In a large pharmaceutical company, where it's a big bet, you're going to need finance people to be involved in the decision-making because the investment can run into the hundreds of millions of dollars. You're going to have to run scenarios. You might even need agreement from the C.E.O. to make that type of decision. If it's an incremental, low-cost decision in a marketing-oriented company, it may be a very different set of stakeholders a lot further down in the organization.
The larger the price tag, the more you have to adopt what I call the postmodern management approach. What I mean by that is that you have to use everything when you make a decision.
In a corporate context, companies have to try very hard to oppose the enticements of conventional wisdom. They must aim for the leaps, which means that companies have to do more than simply manage their knowledge, which is composed of the insights and understandings they already know. They also have to manage the knowledge-generation process. It's not just about, "Oh, we're going to create a data warehouse and we are going to invent a computerized filing system to get at all the stuff we know."
Companies have to take risks to get new knowledge, in a manner similar to how jazz musicians take risks when they go after a new approach to a tune or a performance.
It takes creativity at every stage to make the discontinuous leap from one level of knowledge to the next. These discontinuous leaps of understanding lead to insights that in turn lead to value creation.
Coca-Cola can get really fresh output because it is getting people who are outside the traditional model and they are combining ideas in very novel ways.
The mark of the developed intellect is that it could accommodate two contradictory ideas at the same time.

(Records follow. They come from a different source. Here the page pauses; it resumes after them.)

/// Nodes whose share of out-of-sync replica assignments reaches `ratio`.
///
/// A node qualifies when it holds more replicas than in-sync replicas and
/// `(replicas - in_sync) >= ratio * replicas`. The bound is inclusive.
pub fn under_replicated_nodes(shards: &[ShardReplicas], ratio: f64) -> BTreeSet<String> {
    let mut assigned: BTreeMap<&str, u64> = BTreeMap::new();
    let mut in_sync: HashMap<&str, u64> = HashMap::new();
    for shard in shards {
        for replica in &shard.replicas {
            *assigned.entry(replica.as_str()).or_default() += 1;
        }
        for replica in &shard.in_sync {
            *in_sync.entry(replica.as_str()).or_default() += 1;
        }
    }
    assigned
        .into_iter()
        .filter(|(node, replicas)| {
            let isr = in_sync.get(node).copied().unwrap_or(0);
            *replicas > isr && (replicas - isr) as f64 >= ratio * *replicas as f64
        })
        .map(|(node, _)| node.to_string())
        .collect()
}

/// What one healing tick concluded about the cluster.
#[derive(Debug, Clone, Default, PartialEq, Eq)]
pub struct HealthAssessment {
    pub under_replicated: BTreeSet<String>,
    /// Agent absent, stale or unhealthy; maintenance excluded.
    pub agent_dead: BTreeSet<String>,
    /// Agent healthy but the service has not reported healthy recently.
    pub service_unhealthy: BTreeSet<String>,
    /// Under-replicated nodes the cluster does not know about.
    pub unknown: BTreeSet<String>,
    pub dead: BTreeSet<String>,
    pub maybe_dead: BTreeSet<String>,
}

impl HealthAssessment {
    pub fn candidates(&self) -> BTreeSet<String> {
        self.dead.union(&self.maybe_dead).cloned().collect()
    }
}

/// Per-node count of consecutive ticks in a bad state.
#[derive(Debug, Default)]
struct Streaks {
    counts: HashMap<String, u32>,
}

impl Streaks {
    /// Advance every node in `current`, forget the rest, and return the
    /// nodes that just reached `threshold`. Their count starts over.
    fn observe(&mut self, current: &BTreeSet<String>, threshold: u32) -> BTreeSet<String> {
        self.counts.retain(|node, _| current.contains(node));
        let mut reached = BTreeSet::new();
        for node in current {
            let count = self.counts.entry(node.clone()).or_insert(0);
            *count += 1;
            if *count >= threshold {
                reached.insert(node.clone());
            }
        }
        for node in &reached {
            self.counts.remove(node);
        }
        reached
    }
}

/// Recovers a single unhealthy node at a time.
///
/// A node is dead when it is under-replicated and its agent is down, or
/// when it is under-replicated and unknown to the cluster. It is maybe
/// dead when it is under-replicated and its agent reports the service
/// down; recovery then tries a restart before replacing. More than one
/// candidate outside the cooldown raises an alert instead of acting.
pub struct NodeHealingOperator {
    settings: HealingConfig,
    heartbeat: Duration,
    interval: Duration,
    owner: String,
    sensors: SensorIntervals,
    cooldown: Cooldown,
    agent_streaks: Mutex<Streaks>,
    service_streaks: Mutex<Streaks>,
}

impl NodeHealingOperator {
    pub const NAME: &'static str = "node-healing";

    pub fn new(config: &WardConfig, sensors: SensorIntervals) -> Self {
        let automation = &config.automation;
        Self {
            settings: automation.healing.clone(),
            heartbeat: automation.agent_heartbeat(),
            interval: automation.operator_interval(),
            owner: automation.owner.clone(),
            sensors,
            cooldown: Cooldown::new(automation.healing.cooldown()),
            agent_streaks: Mutex::new(Streaks::default()),
            service_streaks: Mutex::new(Streaks::default()),
        }
    }

    pub fn assess(
        &self,
        cluster: &Cluster,
        shards: &[ShardReplicas],
        now: DateTime<Utc>,
    ) -> HealthAssessment {
        let under_replicated =
            under_replicated_nodes(shards, self.settings.under_replicated_ratio_threshold);
        let threshold = chrono::Duration::from_std(self.settings.dead_service_threshold())
            .unwrap_or(chrono::Duration::MAX);
        let since = now.checked_sub_signed(threshold).unwrap_or(DateTime::<Utc>::MIN_UTC);

        let mut known = BTreeSet::new();
        let mut agent_dead = BTreeSet::new();
        let mut service_unhealthy = BTreeSet::new();
        for node in cluster.nodes() {
            known.insert(node.id.clone());
            if node.maintenance {
                continue;
            }
            if !node.is_agent_healthy(now, self.heartbeat) {
                agent_dead.insert(node.id.clone());
            } else if !node.is_service_healthy_since(since) {
                service_unhealthy.insert(node.id.clone());
            }
        }

        let unknown: BTreeSet<String> = under_replicated.difference(&known).cloned().collect();
        let dead = under_replicated
            .intersection(&agent_dead)
            .chain(unknown.iter())
            .cloned()
            .collect();
        let maybe_dead = under_replicated
            .intersection(&service_unhealthy)
            .cloned()
            .collect();
        HealthAssessment {
            under_replicated,
            agent_dead,
            service_unhealthy,
            unknown,
            dead,
            maybe_dead,
        }
    }

    fn is_stale(&self, attr: &Attribute, now: DateTime<Utc>) -> bool {
        let Some(interval) = self.sensors.max_for(&attr.publishers) else {
            return false;
        };
        let limit = interval.saturating_mul(self.settings.max_stale_intervals);
        match chrono::Duration::from_std(limit) {
            Ok(limit) => attr.age(now) > limit,
            Err(_) => false,
        }
    }

    async fn alert_streaks(&self, engine: &ActionEngine, assessment: &HealthAssessment) {
        let threshold = self.settings.unhealthy_alert_threshold;
        let agents: BTreeSet<String> = assessment
            .agent_dead
            .difference(&assessment.dead)
            .cloned()
            .collect();
        let services: BTreeSet<String> = assessment
            .service_unhealthy
            .difference(&assessment.dead)
            .cloned()
            .collect();
        let agents = lock(&self.agent_streaks).observe(&agents, threshold);
        let services = lock(&self.service_streaks).observe(&services, threshold);

        let cluster = engine.cluster().name();
        if !agents.is_empty() {
            engine
                .alert(
                    AlertLevel::High,
                    format!(
                        "Agents on {cluster} are unhealthy with no under-replicated shards: {}",
                        join_nodes(&agents)
                    ),
                )
                .await;
        }
        if !services.is_empty() {
            engine
                .alert(
                    AlertLevel::High,
                    format!(
                        "Service on {cluster} is unhealthy with no under-replicated shards: {}",
                        join_nodes(&services)
                    ),
                )
                .await;
        }
    }

    /// One healing pass at `now`. Returns the recovery action it
    /// dispatched, if any.
    pub async fn evaluate(
        &self,
        engine: &Arc<ActionEngine>,
        now: DateTime<Utc>,
    ) -> crate::Result<Option<Arc<Action>>> {
        let cluster = engine.cluster();
        let Some(topology) = cluster.attributes().get_raw(keys::TOPOLOGY.name()) else {
            info!(cluster = %cluster.name(), "topology unavailable, skipping healing tick");
            return Ok(None);
        };
        if self.is_stale(&topology, now) {
            engine
                .alert(
                    AlertLevel::Medium,
                    format!(
                        "Stale topology data on {}: node healing is paused until the sensors catch up",
                        cluster.name()
                    ),
                )
                .await;
            return Ok(None);
        }

        let shards = cluster.attributes().get(keys::TOPOLOGY)?.unwrap_or_default();
        let assessment = self.assess(cluster, &shards, now);
        debug!(
            cluster = %cluster.name(),
            under_replicated = %join_nodes(&assessment.under_replicated),
            agent_dead = %join_nodes(&assessment.agent_dead),
            service_unhealthy = %join_nodes(&assessment.service_unhealthy),
            unknown = %join_nodes(&assessment.unknown),
            "health assessed"
        );
        self.alert_streaks(engine, &assessment).await;

        match self
            .cooldown
            .evaluate(cluster.attributes(), &assessment.candidates(), now)?
        {
            CooldownDecision::Idle => Ok(None),
            CooldownDecision::AllRecovering(nodes) => {
                warn!(
                    cluster = %cluster.name(),
                    nodes = %join_nodes(&nodes),
                    "unhealthy nodes are already recovering"
                );
                Ok(None)
            }
            CooldownDecision::TooMany(nodes) => {
                error!(
                    cluster = %cluster.name(),
                    dead = %join_nodes(&assessment.dead),
                    maybe_dead = %join_nodes(&assessment.maybe_dead),
                    "more than one node is unhealthy, not acting"
                );
                engine
                    .alert(
                        AlertLevel::High,
                        format!(
                            "{} nodes on {} are unhealthy: {}",
                            nodes.len(),
                            cluster.name(),
                            join_nodes(&nodes)
                        ),
                    )
                    .await;
                Ok(None)
            }
            CooldownDecision::Recover(node) => {
                let action = Action::new(ActionKind::Recover(RecoverNodeAction::new()))
                    .with_owner(&self.owner);
                let attrs = action.attributes();
                attrs.set_with_publishers(keys::NODE_ID, &node, topology.publishers.iter().cloned())?;
                let try_restart = assessment.maybe_dead.contains(&node);
                attrs.set(keys::TRY_RESTART, &try_restart)?;
                if assessment.unknown.contains(&node) {
                    attrs.set(keys::NODE_EXISTS, &false)?;
                }
                info!(cluster = %cluster.name(), node = %node, try_restart, "dispatching node recovery");
                let action = engine.dispatch(action).await?;
                self.cooldown.record(cluster.attributes(), &node, now)?;
                Ok(Some(action))
            }
        }
    }
}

The traditional model for a company like Coca-Cola is to hire one big advertising agency and essentially outsource all of its creativity in that area. But Coca-Cola does not do it that way. It knows how to manage creative people and creative teams and it has been quite adept at building a network that includes the Creative Artists Agency in Hollywood, which is a talent agency.
The impresario function is about intervening with the company's more administrative management structure. It is about trying to establish a sense of boundaries and budgets and milestones and so forth on a project that does not necessarily lend itself to milestones. It is about translating between the intimate interior environment of the creative work team and the company's need to make money. And finally, it is about positioning the fruits of the creative process in the marketplace and selling them.
People must get respect for their new ideas.
In the end it is the musician who actually plays the notes. The impresario - or the project leader - is only there to make sure that happens. That is a very different type of management mind-set.
The impresario functions as a bridge and a translator. He or she is a bridge between the creative point of view - which is often very focused on the creative task itself - and the resource-allocation process. The impresario has to make certain the funds and people required to get that task completed are available.
You are able to create an environment so that the creative process can take place and that you can get people to perform at their highest levels.
Ultimately, the impresario must know when to simply get out of the way.
A large part of the impresario's job has to do with maintaining and communicating standards of performance. Knowing how to set those standards - which are often more subjective than analytical - means knowing how to communicate the difference between something that is great and something that is just O.K.
You are able to monitor and police your standards of quality once you have defined them.
The head of a record label sets up structures, but he also defines the sound of the label, which is to describe what is desirable, what fits and what is quality for that label and then to create an environment where that sound can thrive.
The C.E.O.'s job in a creativity-driven company is to be an impresario, not a manager.